◆ To do:
Look through the data for the string "SelectionType". Copy every line where it is found.

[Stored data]
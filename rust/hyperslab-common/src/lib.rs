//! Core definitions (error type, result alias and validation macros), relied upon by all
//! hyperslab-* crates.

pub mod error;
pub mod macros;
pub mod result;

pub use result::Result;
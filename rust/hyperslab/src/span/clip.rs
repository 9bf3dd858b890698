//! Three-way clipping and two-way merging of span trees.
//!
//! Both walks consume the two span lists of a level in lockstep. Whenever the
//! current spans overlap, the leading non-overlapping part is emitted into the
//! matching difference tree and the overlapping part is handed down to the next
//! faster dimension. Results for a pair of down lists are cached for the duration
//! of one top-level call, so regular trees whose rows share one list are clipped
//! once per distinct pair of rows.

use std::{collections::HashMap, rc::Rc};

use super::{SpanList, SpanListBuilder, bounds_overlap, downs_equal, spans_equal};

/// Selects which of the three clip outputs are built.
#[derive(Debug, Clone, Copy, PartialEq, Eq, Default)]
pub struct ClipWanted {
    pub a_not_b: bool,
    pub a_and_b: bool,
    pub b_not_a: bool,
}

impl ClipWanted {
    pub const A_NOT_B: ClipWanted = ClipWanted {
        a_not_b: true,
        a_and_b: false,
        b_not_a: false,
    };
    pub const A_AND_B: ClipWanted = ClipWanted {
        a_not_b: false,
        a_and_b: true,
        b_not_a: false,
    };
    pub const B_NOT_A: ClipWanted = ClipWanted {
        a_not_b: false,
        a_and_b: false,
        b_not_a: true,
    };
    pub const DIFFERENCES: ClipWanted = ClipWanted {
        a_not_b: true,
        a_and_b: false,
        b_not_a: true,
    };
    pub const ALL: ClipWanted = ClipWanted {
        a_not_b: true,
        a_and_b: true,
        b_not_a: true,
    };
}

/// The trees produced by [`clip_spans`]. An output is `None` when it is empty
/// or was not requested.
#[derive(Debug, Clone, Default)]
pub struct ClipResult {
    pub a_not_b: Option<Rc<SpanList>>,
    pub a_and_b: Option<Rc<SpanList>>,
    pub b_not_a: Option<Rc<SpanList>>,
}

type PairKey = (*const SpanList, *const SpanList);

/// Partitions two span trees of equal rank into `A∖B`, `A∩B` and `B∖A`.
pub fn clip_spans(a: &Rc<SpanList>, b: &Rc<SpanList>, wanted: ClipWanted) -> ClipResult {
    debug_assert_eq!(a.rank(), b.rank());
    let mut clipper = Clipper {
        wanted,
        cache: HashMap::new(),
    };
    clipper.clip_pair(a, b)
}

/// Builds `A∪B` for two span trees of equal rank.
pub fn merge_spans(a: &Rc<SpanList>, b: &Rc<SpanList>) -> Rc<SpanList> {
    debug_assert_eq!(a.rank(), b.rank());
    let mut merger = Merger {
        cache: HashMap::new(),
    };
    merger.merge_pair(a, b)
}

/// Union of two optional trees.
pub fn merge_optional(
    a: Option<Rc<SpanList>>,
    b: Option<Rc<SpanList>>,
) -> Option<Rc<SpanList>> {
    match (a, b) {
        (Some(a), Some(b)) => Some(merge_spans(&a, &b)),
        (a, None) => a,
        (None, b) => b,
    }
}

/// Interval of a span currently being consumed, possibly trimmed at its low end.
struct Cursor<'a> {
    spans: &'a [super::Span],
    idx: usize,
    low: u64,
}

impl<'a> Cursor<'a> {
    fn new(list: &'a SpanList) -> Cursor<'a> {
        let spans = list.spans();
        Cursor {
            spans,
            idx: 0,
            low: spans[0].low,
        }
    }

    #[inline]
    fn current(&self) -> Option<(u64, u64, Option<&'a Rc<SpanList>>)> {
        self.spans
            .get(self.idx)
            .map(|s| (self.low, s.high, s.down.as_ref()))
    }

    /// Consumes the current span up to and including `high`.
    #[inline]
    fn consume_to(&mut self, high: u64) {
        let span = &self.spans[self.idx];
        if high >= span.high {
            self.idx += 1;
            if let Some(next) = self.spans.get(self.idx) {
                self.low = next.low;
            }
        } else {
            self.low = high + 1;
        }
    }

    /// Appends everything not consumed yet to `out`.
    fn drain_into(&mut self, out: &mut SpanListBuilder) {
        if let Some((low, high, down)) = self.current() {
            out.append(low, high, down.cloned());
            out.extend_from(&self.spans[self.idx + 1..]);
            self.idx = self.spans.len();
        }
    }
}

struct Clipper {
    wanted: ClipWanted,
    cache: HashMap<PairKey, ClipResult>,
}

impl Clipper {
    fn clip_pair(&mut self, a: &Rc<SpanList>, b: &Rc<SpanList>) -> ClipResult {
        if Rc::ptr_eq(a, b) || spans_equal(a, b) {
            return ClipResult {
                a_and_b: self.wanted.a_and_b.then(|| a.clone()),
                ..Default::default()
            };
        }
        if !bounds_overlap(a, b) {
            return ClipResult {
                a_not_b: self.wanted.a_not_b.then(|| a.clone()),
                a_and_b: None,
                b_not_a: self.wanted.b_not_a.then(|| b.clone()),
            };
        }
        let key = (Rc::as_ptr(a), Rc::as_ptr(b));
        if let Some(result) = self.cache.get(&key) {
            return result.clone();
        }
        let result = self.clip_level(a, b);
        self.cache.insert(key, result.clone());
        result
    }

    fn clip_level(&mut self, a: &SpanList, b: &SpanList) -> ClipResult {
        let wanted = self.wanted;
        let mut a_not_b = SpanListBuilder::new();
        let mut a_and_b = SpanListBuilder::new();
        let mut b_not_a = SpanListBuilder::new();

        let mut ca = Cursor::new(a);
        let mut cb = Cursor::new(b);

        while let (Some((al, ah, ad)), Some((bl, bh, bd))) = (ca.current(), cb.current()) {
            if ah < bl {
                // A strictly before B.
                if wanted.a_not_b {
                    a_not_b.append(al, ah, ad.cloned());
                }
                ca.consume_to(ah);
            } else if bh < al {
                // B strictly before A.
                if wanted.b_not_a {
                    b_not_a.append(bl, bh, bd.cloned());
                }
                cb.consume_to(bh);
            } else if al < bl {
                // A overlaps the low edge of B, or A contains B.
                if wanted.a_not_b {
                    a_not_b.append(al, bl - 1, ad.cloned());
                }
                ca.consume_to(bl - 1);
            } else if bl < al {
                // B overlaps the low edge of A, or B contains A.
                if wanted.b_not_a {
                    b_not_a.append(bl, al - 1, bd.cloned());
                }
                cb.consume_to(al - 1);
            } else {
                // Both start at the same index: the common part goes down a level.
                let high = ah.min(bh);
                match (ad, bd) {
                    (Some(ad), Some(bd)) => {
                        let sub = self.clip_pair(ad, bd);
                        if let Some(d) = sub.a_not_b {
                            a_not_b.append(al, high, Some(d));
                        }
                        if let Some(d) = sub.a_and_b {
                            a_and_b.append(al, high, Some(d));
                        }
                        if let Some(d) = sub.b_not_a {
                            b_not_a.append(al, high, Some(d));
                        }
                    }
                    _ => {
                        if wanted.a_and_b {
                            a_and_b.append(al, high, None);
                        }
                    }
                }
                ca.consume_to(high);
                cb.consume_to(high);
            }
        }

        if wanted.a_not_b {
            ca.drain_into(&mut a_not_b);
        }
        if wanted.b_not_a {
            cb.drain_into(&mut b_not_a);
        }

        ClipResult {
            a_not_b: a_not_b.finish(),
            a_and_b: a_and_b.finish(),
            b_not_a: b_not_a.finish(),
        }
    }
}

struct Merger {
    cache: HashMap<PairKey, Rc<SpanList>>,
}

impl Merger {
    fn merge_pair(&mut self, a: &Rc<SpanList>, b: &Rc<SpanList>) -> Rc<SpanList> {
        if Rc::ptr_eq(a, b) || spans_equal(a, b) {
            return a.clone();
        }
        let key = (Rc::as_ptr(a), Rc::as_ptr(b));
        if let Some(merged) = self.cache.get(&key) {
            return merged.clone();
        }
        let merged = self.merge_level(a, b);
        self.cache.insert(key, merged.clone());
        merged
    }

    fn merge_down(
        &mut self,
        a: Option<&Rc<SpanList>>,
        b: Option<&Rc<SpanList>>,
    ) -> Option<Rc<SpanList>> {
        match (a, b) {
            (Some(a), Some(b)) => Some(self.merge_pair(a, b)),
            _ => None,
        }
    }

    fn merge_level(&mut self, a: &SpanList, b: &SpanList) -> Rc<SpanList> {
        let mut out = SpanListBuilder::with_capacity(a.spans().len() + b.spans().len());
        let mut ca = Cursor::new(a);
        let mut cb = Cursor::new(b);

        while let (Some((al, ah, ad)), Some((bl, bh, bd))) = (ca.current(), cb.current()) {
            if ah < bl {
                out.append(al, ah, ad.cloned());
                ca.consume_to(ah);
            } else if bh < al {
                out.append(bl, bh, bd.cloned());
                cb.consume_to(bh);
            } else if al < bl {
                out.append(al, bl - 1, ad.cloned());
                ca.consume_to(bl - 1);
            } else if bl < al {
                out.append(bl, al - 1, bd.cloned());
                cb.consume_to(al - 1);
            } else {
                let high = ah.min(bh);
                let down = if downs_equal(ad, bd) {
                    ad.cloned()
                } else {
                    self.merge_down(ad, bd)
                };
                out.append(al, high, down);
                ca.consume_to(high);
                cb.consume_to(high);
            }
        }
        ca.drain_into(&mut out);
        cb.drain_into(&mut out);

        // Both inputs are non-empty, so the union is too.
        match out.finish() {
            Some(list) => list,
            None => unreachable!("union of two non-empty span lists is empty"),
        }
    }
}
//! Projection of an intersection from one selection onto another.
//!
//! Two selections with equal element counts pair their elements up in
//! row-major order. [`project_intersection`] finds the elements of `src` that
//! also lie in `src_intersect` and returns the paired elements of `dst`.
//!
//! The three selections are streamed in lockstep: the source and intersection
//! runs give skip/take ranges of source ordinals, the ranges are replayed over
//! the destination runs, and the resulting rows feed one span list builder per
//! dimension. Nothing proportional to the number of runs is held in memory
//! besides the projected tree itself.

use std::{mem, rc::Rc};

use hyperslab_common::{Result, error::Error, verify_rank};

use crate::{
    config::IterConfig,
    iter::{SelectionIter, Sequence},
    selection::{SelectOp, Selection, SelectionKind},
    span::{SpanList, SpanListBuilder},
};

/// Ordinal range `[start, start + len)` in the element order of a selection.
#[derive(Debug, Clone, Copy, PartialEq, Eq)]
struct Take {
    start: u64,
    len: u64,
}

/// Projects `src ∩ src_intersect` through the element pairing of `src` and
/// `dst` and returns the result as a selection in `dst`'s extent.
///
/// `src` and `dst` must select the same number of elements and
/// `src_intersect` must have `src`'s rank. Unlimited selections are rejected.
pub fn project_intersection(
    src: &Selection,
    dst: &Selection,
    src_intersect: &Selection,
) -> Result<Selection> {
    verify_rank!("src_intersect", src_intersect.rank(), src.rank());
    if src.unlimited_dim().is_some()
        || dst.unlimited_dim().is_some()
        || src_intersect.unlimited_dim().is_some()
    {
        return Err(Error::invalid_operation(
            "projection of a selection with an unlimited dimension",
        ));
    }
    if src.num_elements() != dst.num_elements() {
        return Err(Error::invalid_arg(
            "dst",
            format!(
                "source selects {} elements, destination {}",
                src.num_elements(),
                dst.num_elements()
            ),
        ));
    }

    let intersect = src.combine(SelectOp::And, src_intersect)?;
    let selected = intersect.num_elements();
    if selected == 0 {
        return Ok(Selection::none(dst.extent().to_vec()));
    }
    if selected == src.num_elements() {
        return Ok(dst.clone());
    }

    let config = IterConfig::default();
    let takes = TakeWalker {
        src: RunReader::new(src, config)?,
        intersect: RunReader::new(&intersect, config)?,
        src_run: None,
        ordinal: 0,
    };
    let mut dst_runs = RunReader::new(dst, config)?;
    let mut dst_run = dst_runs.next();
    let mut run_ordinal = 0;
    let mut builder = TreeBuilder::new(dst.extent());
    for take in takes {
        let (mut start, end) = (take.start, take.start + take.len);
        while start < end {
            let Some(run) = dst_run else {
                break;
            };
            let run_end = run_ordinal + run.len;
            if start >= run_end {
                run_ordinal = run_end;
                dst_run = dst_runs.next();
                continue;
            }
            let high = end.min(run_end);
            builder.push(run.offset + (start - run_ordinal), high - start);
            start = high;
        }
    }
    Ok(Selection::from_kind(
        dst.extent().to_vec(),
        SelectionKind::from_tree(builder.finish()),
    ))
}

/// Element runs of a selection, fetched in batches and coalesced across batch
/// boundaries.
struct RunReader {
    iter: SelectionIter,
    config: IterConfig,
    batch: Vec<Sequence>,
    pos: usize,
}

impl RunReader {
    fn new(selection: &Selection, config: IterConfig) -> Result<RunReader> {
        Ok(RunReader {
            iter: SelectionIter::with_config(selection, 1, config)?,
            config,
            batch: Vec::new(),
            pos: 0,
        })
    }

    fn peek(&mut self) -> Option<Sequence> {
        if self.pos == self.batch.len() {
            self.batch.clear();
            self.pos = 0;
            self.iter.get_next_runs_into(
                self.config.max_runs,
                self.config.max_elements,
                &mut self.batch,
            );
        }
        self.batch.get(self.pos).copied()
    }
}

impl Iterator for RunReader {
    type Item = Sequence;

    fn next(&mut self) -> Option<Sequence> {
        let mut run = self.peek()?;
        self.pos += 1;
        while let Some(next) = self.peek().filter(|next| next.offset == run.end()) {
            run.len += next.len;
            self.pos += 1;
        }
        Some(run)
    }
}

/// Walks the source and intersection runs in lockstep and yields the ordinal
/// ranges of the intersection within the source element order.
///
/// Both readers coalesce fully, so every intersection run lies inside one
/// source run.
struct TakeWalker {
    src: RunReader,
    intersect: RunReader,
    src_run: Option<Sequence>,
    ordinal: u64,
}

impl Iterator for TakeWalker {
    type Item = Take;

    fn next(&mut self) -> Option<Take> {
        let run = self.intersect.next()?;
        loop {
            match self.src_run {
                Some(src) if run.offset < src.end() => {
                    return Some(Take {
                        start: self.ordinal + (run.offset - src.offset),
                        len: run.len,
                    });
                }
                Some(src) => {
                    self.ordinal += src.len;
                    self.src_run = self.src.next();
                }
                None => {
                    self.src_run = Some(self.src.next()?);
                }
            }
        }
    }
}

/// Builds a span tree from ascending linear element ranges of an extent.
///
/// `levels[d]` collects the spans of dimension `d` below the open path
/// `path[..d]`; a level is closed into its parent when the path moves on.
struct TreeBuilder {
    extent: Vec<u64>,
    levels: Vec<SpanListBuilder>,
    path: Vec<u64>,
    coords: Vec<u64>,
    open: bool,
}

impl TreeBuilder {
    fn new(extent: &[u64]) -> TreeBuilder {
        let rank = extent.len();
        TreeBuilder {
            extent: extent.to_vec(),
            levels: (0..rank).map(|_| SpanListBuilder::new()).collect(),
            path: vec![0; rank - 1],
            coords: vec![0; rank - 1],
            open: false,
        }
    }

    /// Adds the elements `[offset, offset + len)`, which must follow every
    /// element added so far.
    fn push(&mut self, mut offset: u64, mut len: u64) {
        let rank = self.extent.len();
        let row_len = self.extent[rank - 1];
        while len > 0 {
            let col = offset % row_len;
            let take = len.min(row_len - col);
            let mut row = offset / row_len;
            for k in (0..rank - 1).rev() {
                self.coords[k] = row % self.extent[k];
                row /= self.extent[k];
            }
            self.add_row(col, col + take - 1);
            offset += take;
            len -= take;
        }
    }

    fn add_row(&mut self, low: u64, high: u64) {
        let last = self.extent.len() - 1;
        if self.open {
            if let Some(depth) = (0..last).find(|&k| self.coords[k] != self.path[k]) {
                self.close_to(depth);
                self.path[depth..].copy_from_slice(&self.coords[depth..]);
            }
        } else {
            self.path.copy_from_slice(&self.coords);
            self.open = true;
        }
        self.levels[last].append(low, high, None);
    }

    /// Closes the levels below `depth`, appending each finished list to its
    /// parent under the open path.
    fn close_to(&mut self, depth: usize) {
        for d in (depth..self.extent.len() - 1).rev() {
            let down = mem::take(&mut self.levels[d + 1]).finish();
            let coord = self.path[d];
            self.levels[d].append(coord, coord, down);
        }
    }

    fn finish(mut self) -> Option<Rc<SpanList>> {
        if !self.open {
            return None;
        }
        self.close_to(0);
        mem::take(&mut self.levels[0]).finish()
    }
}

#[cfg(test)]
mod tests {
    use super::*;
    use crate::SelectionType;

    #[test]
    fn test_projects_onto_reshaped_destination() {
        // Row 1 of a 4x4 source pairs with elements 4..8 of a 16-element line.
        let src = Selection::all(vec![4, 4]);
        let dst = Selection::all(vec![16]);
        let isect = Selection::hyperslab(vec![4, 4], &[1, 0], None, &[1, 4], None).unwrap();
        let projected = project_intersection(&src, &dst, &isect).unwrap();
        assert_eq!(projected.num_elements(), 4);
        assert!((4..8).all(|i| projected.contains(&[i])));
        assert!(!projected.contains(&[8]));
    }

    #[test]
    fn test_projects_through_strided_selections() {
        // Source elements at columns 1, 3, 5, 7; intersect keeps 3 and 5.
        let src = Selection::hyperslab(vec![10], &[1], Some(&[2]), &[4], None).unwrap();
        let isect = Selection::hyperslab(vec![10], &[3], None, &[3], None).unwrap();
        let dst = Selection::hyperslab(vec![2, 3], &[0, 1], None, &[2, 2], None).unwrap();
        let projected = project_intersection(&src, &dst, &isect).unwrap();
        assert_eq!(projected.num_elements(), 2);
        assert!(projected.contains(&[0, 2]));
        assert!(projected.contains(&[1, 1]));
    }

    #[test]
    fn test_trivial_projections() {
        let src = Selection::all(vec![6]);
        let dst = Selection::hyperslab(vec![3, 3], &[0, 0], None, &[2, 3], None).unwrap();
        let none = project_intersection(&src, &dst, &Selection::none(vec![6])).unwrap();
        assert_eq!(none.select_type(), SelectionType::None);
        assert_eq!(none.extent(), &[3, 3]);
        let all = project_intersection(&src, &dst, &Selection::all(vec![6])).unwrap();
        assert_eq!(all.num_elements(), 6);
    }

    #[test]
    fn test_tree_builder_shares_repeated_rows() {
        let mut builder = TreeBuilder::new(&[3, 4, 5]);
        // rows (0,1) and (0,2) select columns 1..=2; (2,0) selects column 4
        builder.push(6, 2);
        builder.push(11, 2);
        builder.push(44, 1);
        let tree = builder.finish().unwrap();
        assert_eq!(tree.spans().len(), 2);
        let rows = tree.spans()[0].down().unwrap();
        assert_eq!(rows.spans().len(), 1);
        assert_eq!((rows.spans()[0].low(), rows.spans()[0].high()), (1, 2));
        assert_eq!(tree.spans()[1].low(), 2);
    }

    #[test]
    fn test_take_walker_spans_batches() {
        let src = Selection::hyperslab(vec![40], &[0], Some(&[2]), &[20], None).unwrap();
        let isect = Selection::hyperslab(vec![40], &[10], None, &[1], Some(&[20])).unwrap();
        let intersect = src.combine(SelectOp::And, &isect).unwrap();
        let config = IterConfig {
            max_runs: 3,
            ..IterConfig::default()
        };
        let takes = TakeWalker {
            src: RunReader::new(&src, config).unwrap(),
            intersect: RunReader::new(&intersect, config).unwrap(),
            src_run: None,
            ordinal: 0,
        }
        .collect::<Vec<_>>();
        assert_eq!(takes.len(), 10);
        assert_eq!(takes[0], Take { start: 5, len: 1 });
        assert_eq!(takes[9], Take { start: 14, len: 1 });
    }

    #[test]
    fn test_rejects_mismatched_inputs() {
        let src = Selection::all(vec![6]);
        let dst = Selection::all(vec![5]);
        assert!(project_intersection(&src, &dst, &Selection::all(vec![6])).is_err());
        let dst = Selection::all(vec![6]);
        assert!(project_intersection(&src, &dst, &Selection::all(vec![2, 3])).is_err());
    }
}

◆ Exercise answer:
    use crate::SelectionType;
        assert_eq!(none.select_type(), SelectionType::None);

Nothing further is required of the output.